> [Task statement]
Only the lines that contain the string "ShutdownSignal" belong in the answer; pull them from the records.

> [Records from a dataset]

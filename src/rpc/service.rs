//! The built-in host service and the hook for business services.

use std::sync::Arc;

use chrono::{DateTime, Utc};
use tokio::sync::mpsc;
use tokio_stream::wrappers::ReceiverStream;
use tonic::service::RoutesBuilder;
use tonic::{Request, Response, Status};

use crate::host::{NotReady, ServiceHost, Subscription};
use crate::lifecycle::ShutdownSignal;
use crate::observability::metrics;
use crate::rpc::pb;
use crate::rpc::pb::host_server::{Host, HostServer};
use crate::store::StoreError;

/// Events buffered per watch stream before the relay waits on the client.
const WATCH_BUFFER: usize = 16;

/// Adds a business service (hardware, workflow, template) to the RPC router
/// once the host exists.
pub type ServiceFactory = Box<dyn Fn(Arc<ServiceHost>, &mut RoutesBuilder) + Send + Sync>;

impl From<NotReady> for Status {
    fn from(err: NotReady) -> Self {
        Status::unavailable(err.to_string())
    }
}

impl From<StoreError> for Status {
    fn from(err: StoreError) -> Self {
        Status::unavailable(err.to_string())
    }
}

/// Host-level methods: health, certificate, publish, watch.
pub struct HostService {
    host: Arc<ServiceHost>,
    stop: ShutdownSignal,
}

impl HostService {
    /// `stop` ends every open watch stream when the host drains.
    pub fn new(host: Arc<ServiceHost>, stop: ShutdownSignal) -> Self {
        Self { host, stop }
    }

    /// Wrap in a tonic service refusing messages over `max_message_bytes`.
    pub fn into_server(self, max_message_bytes: usize) -> HostServer<Self> {
        HostServer::new(self).max_decoding_message_size(max_message_bytes)
    }

    async fn check_health(&self) -> Result<pb::HealthResponse, Status> {
        let store = self.host.store()?;
        store.ping().await?;
        Ok(pb::HealthResponse {
            ready: true,
            backend: store.backend().to_string(),
            facility: self.host.facility().to_string(),
        })
    }
}

fn observe<T>(method: &'static str, result: Result<T, Status>) -> Result<T, Status> {
    metrics::record_rpc_call("host", method, result.is_ok());
    if let Err(status) = &result {
        tracing::debug!(
            method,
            code = ?status.code(),
            error = status.message(),
            "host call failed"
        );
    }
    result
}

fn require_key(key: &str) -> Result<(), Status> {
    if key.is_empty() {
        Err(Status::invalid_argument("key must not be empty"))
    } else {
        Ok(())
    }
}

#[tonic::async_trait]
impl Host for HostService {
    async fn health(
        &self,
        _request: Request<pb::HealthRequest>,
    ) -> Result<Response<pb::HealthResponse>, Status> {
        observe("health", self.check_health().await).map(Response::new)
    }

    async fn certificate(
        &self,
        _request: Request<pb::CertificateRequest>,
    ) -> Result<Response<pb::CertificateResponse>, Status> {
        let modified: DateTime<Utc> = self.host.certificate_modified().into();
        let response = pb::CertificateResponse {
            pem: self.host.certificate_pem().to_vec(),
            modified: modified.to_rfc3339(),
        };
        observe("certificate", Ok(Response::new(response)))
    }

    async fn publish(
        &self,
        request: Request<pb::PublishRequest>,
    ) -> Result<Response<pb::PublishResponse>, Status> {
        let pb::PublishRequest { key, message } = request.into_inner();
        let result = require_key(&key).map(|()| pb::PublishResponse {
            delivered: self.host.publish(&key, message),
        });
        observe("publish", result).map(Response::new)
    }

    type WatchStream = ReceiverStream<Result<pb::WatchEvent, Status>>;

    async fn watch(
        &self,
        request: Request<pb::WatchRequest>,
    ) -> Result<Response<Self::WatchStream>, Status> {
        let key = request.into_inner().key;
        observe("watch", require_key(&key))?;

        let subscription = self.host.subscribe(key);
        let (events, stream) = mpsc::channel(WATCH_BUFFER);
        tokio::spawn(relay(subscription, events, self.stop.clone()));
        Ok(Response::new(ReceiverStream::new(stream)))
    }
}

/// Forward published messages to one watch stream until the client leaves,
/// the entry is replaced, or the host drains. Dropping the subscription on
/// exit unregisters it.
async fn relay(
    mut subscription: Subscription,
    events: mpsc::Sender<Result<pb::WatchEvent, Status>>,
    mut stop: ShutdownSignal,
) {
    tracing::debug!(key = %subscription.key(), "watch stream opened");
    loop {
        let message = tokio::select! {
            _ = stop.recv() => break,
            _ = events.closed() => break,
            message = subscription.recv() => message,
        };
        let Some(message) = message else { break };

        let sent = tokio::select! {
            _ = stop.recv() => break,
            sent = events.send(Ok(pb::WatchEvent { message })) => sent,
        };
        if sent.is_err() {
            break;
        }
    }
    tracing::debug!(key = %subscription.key(), "watch stream closed");
}

#[cfg(test)]
mod tests {
    use super::*;
    use crate::credentials::TlsIdentity;
    use crate::lifecycle::Shutdown;
    use crate::store::MemoryConnector;
    use std::time::{Duration, SystemTime};
    use tokio_stream::StreamExt;
    use tonic::Code;

    async fn service(connector: &MemoryConnector, shutdown: &Shutdown) -> HostService {
        let generated = rcgen::generate_simple_self_signed(vec!["localhost".to_string()]).unwrap();
        let identity = TlsIdentity::from_pem(
            generated.cert.pem().into_bytes(),
            generated.key_pair.serialize_pem().as_bytes(),
            SystemTime::now(),
        )
        .unwrap();
        let host = ServiceHost::connect(connector, "dc1", Arc::new(identity))
            .await
            .unwrap();
        HostService::new(Arc::new(host), shutdown.subscribe())
    }

    #[tokio::test]
    async fn health_reports_store_state() {
        let connector = MemoryConnector::new();
        let svc = service(&connector, &Shutdown::new()).await;

        let health = svc
            .health(Request::new(pb::HealthRequest {}))
            .await
            .unwrap()
            .into_inner();
        assert!(health.ready);
        assert_eq!(health.backend, "memory");
        assert_eq!(health.facility, "dc1");

        connector.store().set_offline(true);
        let status = svc
            .health(Request::new(pb::HealthRequest {}))
            .await
            .unwrap_err();
        assert_eq!(status.code(), Code::Unavailable);
    }

    #[tokio::test]
    async fn certificate_returns_pem() {
        let svc = service(&MemoryConnector::new(), &Shutdown::new()).await;
        let cert = svc
            .certificate(Request::new(pb::CertificateRequest {}))
            .await
            .unwrap()
            .into_inner();
        assert!(String::from_utf8(cert.pem).unwrap().contains("BEGIN CERTIFICATE"));
        assert!(DateTime::parse_from_rfc3339(&cert.modified).is_ok());
    }

    #[tokio::test]
    async fn empty_keys_are_rejected() {
        let svc = service(&MemoryConnector::new(), &Shutdown::new()).await;

        let status = svc
            .publish(Request::new(pb::PublishRequest {
                key: String::new(),
                message: "hi".into(),
            }))
            .await
            .unwrap_err();
        assert_eq!(status.code(), Code::InvalidArgument);

        let status = svc
            .watch(Request::new(pb::WatchRequest { key: String::new() }))
            .await
            .unwrap_err();
        assert_eq!(status.code(), Code::InvalidArgument);
    }

    #[tokio::test]
    async fn watch_relays_until_shutdown() {
        let shutdown = Shutdown::new();
        let svc = service(&MemoryConnector::new(), &shutdown).await;
        let mut stream = svc
            .watch(Request::new(pb::WatchRequest { key: "wf-1".into() }))
            .await
            .unwrap()
            .into_inner();

        let delivered = svc
            .publish(Request::new(pb::PublishRequest {
                key: "wf-1".into(),
                message: "running".into(),
            }))
            .await
            .unwrap()
            .into_inner()
            .delivered;
        assert!(delivered);

        let event = stream.next().await.unwrap().unwrap();
        assert_eq!(event.message, "running");

        shutdown.trigger();
        let end = tokio::time::timeout(Duration::from_secs(5), stream.next())
            .await
            .unwrap();
        assert!(end.is_none());
    }
}
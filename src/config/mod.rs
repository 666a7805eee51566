//! Configuration management subsystem.
//!
//! # Data Flow
//! ```text
//! defaults (schema.rs)
//!     → optional TOML file (loader.rs)
//!     → environment (FACILITY, TINKERBELL_*)
//!     → command-line flags
//!     → validation.rs (semantic checks)
//!     → HostConfig (validated, immutable)
//! ```
//!
//! # Design Decisions
//! - Config is immutable once loaded; certificate changes require a restart
//! - All fields have defaults to allow minimal configs
//! - Environment is read once, at the edge, through an injectable lookup

pub mod loader;
pub mod schema;
pub mod validation;

pub use loader::{ConfigError, Overrides};
pub use schema::{
    CredentialConfig, HostConfig, HttpConfig, LogFormat, ObservabilityConfig, RpcConfig,
};
/// Rasterizer: paint commands into an RGBA8 bitmap

use super::layout::GLYPH_SIZE;
use super::paint::PaintCommand;
use crate::bitmap::{Bitmap, BitmapFormat};

/// Execute `commands` in order on a fresh transparent bitmap.
///
/// There is no font rasterizer: each visible character is drawn as a solid
/// glyph block inside its cell, which keeps line structure and text density
/// visible in the output.
pub fn rasterize(commands: &[PaintCommand], width: u32, height: u32) -> Bitmap {
    let mut bitmap = Bitmap::new(width, height, BitmapFormat::Rgba8, [0, 0, 0, 0]);
    for cmd in commands {
        match cmd {
            PaintCommand::SolidRect {
                x,
                y,
                width,
                height,
                rgba,
            } => bitmap.fill_rect(*x, *y, *width, *height, [rgba.0, rgba.1, rgba.2, rgba.3]),
            PaintCommand::Text {
                x,
                y,
                text,
                scale,
                rgba,
            } => draw_text(&mut bitmap, *x, *y, text, *scale, [rgba.0, rgba.1, rgba.2, rgba.3]),
        }
    }
    bitmap
}

fn draw_text(bitmap: &mut Bitmap, x: i32, y: i32, text: &str, scale: u32, rgba: [u8; 4]) {
    let scale = scale.max(1);
    let cell = (GLYPH_SIZE * scale) as i32;
    let ink = (GLYPH_SIZE - 2) * scale;
    for (row, line) in text.lines().enumerate() {
        let cy = y + row as i32 * cell;
        if cy >= bitmap.height() as i32 {
            break;
        }
        for (col, ch) in line.chars().enumerate() {
            if ch.is_whitespace() {
                continue;
            }
            let cx = x + col as i32 * cell;
            if cx >= bitmap.width() as i32 {
                break;
            }
            bitmap.fill_rect(cx + scale as i32, cy + scale as i32, ink, ink, rgba);
        }
    }
}
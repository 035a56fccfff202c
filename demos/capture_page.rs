//! Capture a page served by a tiny local server and print the report.
//!
//! cargo run --example capture_page

use rfcapture::{CaptureConfig, CaptureDriver, Viewport};

fn main() -> Result<(), Box<dyn std::error::Error + Send + Sync>> {
    env_logger::Builder::from_env(env_logger::Env::default().default_filter_or("info")).init();

    // Use a tiny HTTP server to provide deterministic content for the example
    let server = tiny_http::Server::http("127.0.0.1:0")?;
    let addr = server.server_addr();

    std::thread::spawn(move || {
        if let Ok(req) = server.recv() {
            let html = r##"<html><head><title>RF Capture</title></head><body bgcolor="#f0f4ff"><h1>Hello RF</h1><p>Captured without a browser.</p></body></html>"##;
            let _ = req.respond(tiny_http::Response::from_string(html));
        }
    });

    let config = CaptureConfig {
        url: format!("http://{}/", addr),
        output: "capture_page.png".into(),
        viewport: Viewport { width: 640, height: 360 },
        ..Default::default()
    };

    println!("Loading: {}", config.url);
    let mut driver = CaptureDriver::new(config)?;
    let report = driver.run()?;

    println!("{}", serde_json::to_string_pretty(&report)?);
    Ok(())
}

> [Exercise solution]
use crate::lifecycle::ShutdownSignal;
    stop: ShutdownSignal,
    pub fn new(host: Arc<ServiceHost>, stop: ShutdownSignal) -> Self {
    mut stop: ShutdownSignal,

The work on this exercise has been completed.